- [Task statement]: Word for word, repeat each of the records below.

- [Material for this task]:

//! Message types for provider communication.

use serde::{Deserialize, Serialize};

/// A message in a completion request.
#[derive(Debug, Clone, Serialize, Deserialize, PartialEq)]
pub struct ModelMessage {
    pub role: Role,
    pub content: String,
}

impl ModelMessage {
    /// Create a system message.
    pub fn system(text: impl Into<String>) -> Self {
        Self::new(Role::System, text)
    }

    /// Create a user message.
    pub fn user(text: impl Into<String>) -> Self {
        Self::new(Role::User, text)
    }

    fn new(role: Role, text: impl Into<String>) -> Self {
        Self {
            role,
            content: text.into(),
        }
    }
}

/// Conversation role.
#[derive(Debug, Clone, Copy, Serialize, Deserialize, PartialEq, Eq, Hash)]
#[serde(rename_all = "lowercase")]
pub enum Role {
    System,
    User,
}

impl Role {
    pub fn as_str(self) -> &'static str {
        match self {
            Role::System => "system",
            Role::User => "user",
        }
    }
}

- [Answer box]:
//! Message types for provider communication.

use serde::{Deserialize, Serialize};

/// A message in a completion request.
#[derive(Debug, Clone, Serialize, Deserialize, PartialEq)]
pub struct ModelMessage {
    pub role: Role,
    pub content: String,
}

impl ModelMessage {
    /// Create a system message.
    pub fn system(text: impl Into<String>) -> Self {
        Self::new(Role::System, text)
    }

    /// Create a user message.
    pub fn user(text: impl Into<String>) -> Self {
        Self::new(Role::User, text)
    }

    fn new(role: Role, text: impl Into<String>) -> Self {
        Self {
            role,
            content: text.into(),
        }
    }
}

/// Conversation role.
#[derive(Debug, Clone, Copy, Serialize, Deserialize, PartialEq, Eq, Hash)]
#[serde(rename_all = "lowercase")]
pub enum Role {
    System,
    User,
}

impl Role {
    pub fn as_str(self) -> &'static str {
        match self {
            Role::System => "system",
            Role::User => "user",
        }
    }
}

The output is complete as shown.